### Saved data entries
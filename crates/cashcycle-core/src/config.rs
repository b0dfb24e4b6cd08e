//! Startup configuration for the Alpha Vantage adapter.
//!
//! | Variable | Default |
//! |----------|---------|
//! | `CASHCYCLE_ALPHAVANTAGE_API_KEY` (then `ALPHAVANTAGE_API_KEY`) | `demo` |
//! | `CASHCYCLE_ALPHAVANTAGE_BASE_URL` | `https://www.alphavantage.co/query` |
//! | `CASHCYCLE_TIMEOUT_MS` | `5000` |
//! | `CASHCYCLE_RATE_LIMIT_PER_MINUTE` | `5` |

use std::env;

use crate::error::ConfigError;
use crate::provider_policy::ProviderPolicy;

pub const DEFAULT_BASE_URL: &str = "https://www.alphavantage.co/query";
pub const DEMO_API_KEY: &str = "demo";

const API_KEY_VARS: [&str; 2] = ["CASHCYCLE_ALPHAVANTAGE_API_KEY", "ALPHAVANTAGE_API_KEY"];
const BASE_URL_VAR: &str = "CASHCYCLE_ALPHAVANTAGE_BASE_URL";
const TIMEOUT_VAR: &str = "CASHCYCLE_TIMEOUT_MS";
const RATE_LIMIT_VAR: &str = "CASHCYCLE_RATE_LIMIT_PER_MINUTE";

#[derive(Clone, PartialEq)]
pub struct AlphaVantageConfig {
    pub api_key: String,
    pub base_url: String,
    pub timeout_ms: u64,
    pub policy: ProviderPolicy,
}

impl std::fmt::Debug for AlphaVantageConfig {
    fn fmt(&self, f: &mut std::fmt::Formatter<'_>) -> std::fmt::Result {
        f.debug_struct("AlphaVantageConfig")
            .field("api_key", &"***")
            .field("base_url", &self.base_url)
            .field("timeout_ms", &self.timeout_ms)
            .field("policy", &self.policy)
            .finish()
    }
}

impl Default for AlphaVantageConfig {
    fn default() -> Self {
        Self {
            api_key: String::from(DEMO_API_KEY),
            base_url: String::from(DEFAULT_BASE_URL),
            timeout_ms: 5_000,
            policy: ProviderPolicy::alphavantage_default(),
        }
    }
}

impl AlphaVantageConfig {
    pub fn from_env() -> Result<Self, ConfigError> {
        Self::from_lookup(|name| env::var(name).ok())
    }

    /// Builds the config from an arbitrary variable lookup.
    pub fn from_lookup(lookup: impl Fn(&str) -> Option<String>) -> Result<Self, ConfigError> {
        let read = |name: &str| lookup(name).filter(|value| !value.trim().is_empty());
        let mut config = Self::default();

        match API_KEY_VARS.into_iter().find_map(|name| read(name)) {
            Some(key) => config.api_key = key.trim().to_owned(),
            None => tracing::warn!(
                "no Alpha Vantage API key configured; using the 'demo' key, which only serves IBM"
            ),
        }

        if let Some(base_url) = read(BASE_URL_VAR) {
            config = config.with_base_url(base_url)?;
        }
        if let Some(raw) = read(TIMEOUT_VAR) {
            config.timeout_ms = parse_positive(TIMEOUT_VAR, &raw)?;
        }
        if let Some(raw) = read(RATE_LIMIT_VAR) {
            let per_minute = parse_positive(RATE_LIMIT_VAR, &raw)?;
            config.policy = ProviderPolicy::alphavantage_per_minute(
                u32::try_from(per_minute).unwrap_or(u32::MAX),
            );
        }

        Ok(config)
    }

    pub fn with_api_key(mut self, api_key: impl Into<String>) -> Self {
        self.api_key = api_key.into();
        self
    }

    pub fn with_base_url(mut self, base_url: impl Into<String>) -> Result<Self, ConfigError> {
        let base_url = base_url.into();
        let trimmed = base_url.trim().trim_end_matches('/');
        if !(trimmed.starts_with("http://") || trimmed.starts_with("https://")) {
            return Err(ConfigError::InvalidBaseUrl { value: base_url });
        }
        self.base_url = trimmed.to_owned();
        Ok(self)
    }

    pub fn with_timeout_ms(mut self, timeout_ms: u64) -> Self {
        self.timeout_ms = timeout_ms;
        self
    }

    pub fn uses_demo_key(&self) -> bool {
        self.api_key == DEMO_API_KEY
    }
}

fn parse_positive(name: &'static str, raw: &str) -> Result<u64, ConfigError> {
    raw.trim()
        .parse::<u64>()
        .ok()
        .filter(|value| *value > 0)
        .ok_or_else(|| ConfigError::InvalidNumber {
            name,
            value: raw.to_owned(),
        })
}

#[cfg(test)]
mod tests {
    use super::*;
    use std::collections::HashMap;

    fn lookup_from(pairs: &[(&str, &str)]) -> impl Fn(&str) -> Option<String> {
        let vars = pairs
            .iter()
            .map(|(k, v)| (k.to_string(), v.to_string()))
            .collect::<HashMap<_, _>>();
        move |name: &str| vars.get(name).cloned()
    }

    #[test]
    fn defaults_to_demo_key_and_free_tier() {
        let config = AlphaVantageConfig::from_lookup(lookup_from(&[])).expect("valid");

        assert!(config.uses_demo_key());
        assert_eq!(config.base_url, DEFAULT_BASE_URL);
        assert_eq!(config.policy.quota_limit, 5);
    }

    #[test]
    fn prefers_namespaced_key_over_generic_one() {
        let config = AlphaVantageConfig::from_lookup(lookup_from(&[
            ("ALPHAVANTAGE_API_KEY", "generic"),
            ("CASHCYCLE_ALPHAVANTAGE_API_KEY", "specific"),
        ]))
        .expect("valid");

        assert_eq!(config.api_key, "specific");
    }

    #[test]
    fn reads_overrides() {
        let config = AlphaVantageConfig::from_lookup(lookup_from(&[
            ("ALPHAVANTAGE_API_KEY", "k"),
            ("CASHCYCLE_ALPHAVANTAGE_BASE_URL", "http://127.0.0.1:9000/query/"),
            ("CASHCYCLE_TIMEOUT_MS", "1500"),
            ("CASHCYCLE_RATE_LIMIT_PER_MINUTE", "75"),
        ]))
        .expect("valid");

        assert_eq!(config.base_url, "http://127.0.0.1:9000/query");
        assert_eq!(config.timeout_ms, 1_500);
        assert_eq!(config.policy.quota_limit, 75);
    }

    #[test]
    fn rejects_zero_rate_limit() {
        let err = AlphaVantageConfig::from_lookup(lookup_from(&[(
            "CASHCYCLE_RATE_LIMIT_PER_MINUTE",
            "0",
        )]))
        .expect_err("must fail");

        assert!(matches!(err, ConfigError::InvalidNumber { .. }));
    }

    #[test]
    fn rejects_base_url_without_scheme() {
        let err = AlphaVantageConfig::default()
            .with_base_url("www.alphavantage.co/query")
            .expect_err("must fail");
        assert!(matches!(err, ConfigError::InvalidBaseUrl { .. }));
    }

    #[test]
    fn debug_output_hides_api_key() {
        let config = AlphaVantageConfig::default().with_api_key("very-secret");
        assert!(!format!("{config:?}").contains("very-secret"));
    }
}
//! Statement source trait and its request/response types.
//!
//! A [`FundamentalsSource`] binds one entity's balance sheet and income
//! statement for a reporting period into a [`StatementSnapshot`], and serves
//! the daily price series used by the `prices` command.
//!
//! # Example
//!
//! ```rust,ignore
//! use cashcycle_core::{compute_metrics, FundamentalsSource, ReportingPeriod, Symbol};
//!
//! async fn dpo_of(source: &dyn FundamentalsSource) -> Option<f64> {
//!     let symbol = Symbol::parse("IBM").ok()?;
//!     let snapshot = source.snapshot(&symbol, ReportingPeriod::Annual).await.ok()?;
//!     compute_metrics(&snapshot.figures).dpo
//! }
//! ```

use std::fmt::{Display, Formatter};
use std::future::Future;
use std::pin::Pin;

use serde::{Deserialize, Serialize};
use time::Date;

use crate::domain::report_date;
use crate::retry::RetryableError;
use crate::{FinancialSnapshot, PriceSeries, ReportingPeriod, Symbol};

/// One entity's figures for one period, with the report metadata they came from.
#[derive(Debug, Clone, PartialEq, Serialize, Deserialize)]
pub struct StatementSnapshot {
    pub symbol: Symbol,
    pub period: ReportingPeriod,
    #[serde(with = "report_date::option")]
    pub fiscal_date_ending: Option<Date>,
    pub reported_currency: Option<String>,
    pub figures: FinancialSnapshot,
}

/// Adapter-level error classification.
#[derive(Debug, Clone, Copy, PartialEq, Eq, Serialize, Deserialize)]
#[serde(rename_all = "snake_case")]
pub enum SourceErrorKind {
    Unavailable,
    RateLimited,
    InvalidRequest,
    Internal,
}

impl SourceErrorKind {
    pub const fn as_str(self) -> &'static str {
        match self {
            Self::Unavailable => "source_unavailable",
            Self::RateLimited => "rate_limited",
            Self::InvalidRequest => "invalid_request",
            Self::Internal => "internal",
        }
    }
}

/// Structured source error.
#[derive(Debug, Clone, PartialEq, Eq)]
pub struct SourceError {
    kind: SourceErrorKind,
    message: String,
    retryable: bool,
}

impl SourceError {
    pub fn unavailable(message: impl Into<String>) -> Self {
        Self {
            kind: SourceErrorKind::Unavailable,
            message: message.into(),
            retryable: true,
        }
    }

    pub fn rate_limited(message: impl Into<String>) -> Self {
        Self {
            kind: SourceErrorKind::RateLimited,
            message: message.into(),
            retryable: true,
        }
    }

    pub fn invalid_request(message: impl Into<String>) -> Self {
        Self {
            kind: SourceErrorKind::InvalidRequest,
            message: message.into(),
            retryable: false,
        }
    }

    pub fn internal(message: impl Into<String>) -> Self {
        Self {
            kind: SourceErrorKind::Internal,
            message: message.into(),
            retryable: false,
        }
    }

    /// Same error, marked as not worth repeating.
    pub fn permanent(mut self) -> Self {
        self.retryable = false;
        self
    }

    pub const fn kind(&self) -> SourceErrorKind {
        self.kind
    }

    pub fn message(&self) -> &str {
        &self.message
    }

    pub const fn retryable(&self) -> bool {
        self.retryable
    }
}

impl Display for SourceError {
    fn fmt(&self, f: &mut Formatter<'_>) -> std::fmt::Result {
        write!(f, "{}: {}", self.kind.as_str(), self.message)
    }
}

impl std::error::Error for SourceError {}

impl RetryableError for SourceError {
    fn is_retryable(&self) -> bool {
        self.retryable
    }
}

/// Provider contract consumed by the screener and the CLI.
pub trait FundamentalsSource: Send + Sync {
    /// Stable provider name used in envelopes and logs.
    fn id(&self) -> &'static str;

    /// Latest balance-sheet and income-statement figures for `period`.
    fn snapshot<'a>(
        &'a self,
        symbol: &'a Symbol,
        period: ReportingPeriod,
    ) -> Pin<Box<dyn Future<Output = Result<StatementSnapshot, SourceError>> + Send + 'a>>;

    /// The most recent `limit` daily prices, oldest first.
    fn daily_prices<'a>(
        &'a self,
        symbol: &'a Symbol,
        limit: usize,
    ) -> Pin<Box<dyn Future<Output = Result<PriceSeries, SourceError>> + Send + 'a>>;
}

### How to complete this task
Set every line down again exactly. Begin with the first line of the entries and finish with the line containing "use std::env;".

### The answer
filename crates/cashcycle-core/src/config.rs
repository b0dfb24e4b6cd08e
//! Startup configuration for the Alpha Vantage adapter.
//!
//! | Variable | Default |
//! |----------|---------|
//! | `CASHCYCLE_ALPHAVANTAGE_API_KEY` (then `ALPHAVANTAGE_API_KEY`) | `demo` |
//! | `CASHCYCLE_ALPHAVANTAGE_BASE_URL` | `https://www.alphavantage.co/query` |
//! | `CASHCYCLE_TIMEOUT_MS` | `5000` |
//! | `CASHCYCLE_RATE_LIMIT_PER_MINUTE` | `5` |

use std::env;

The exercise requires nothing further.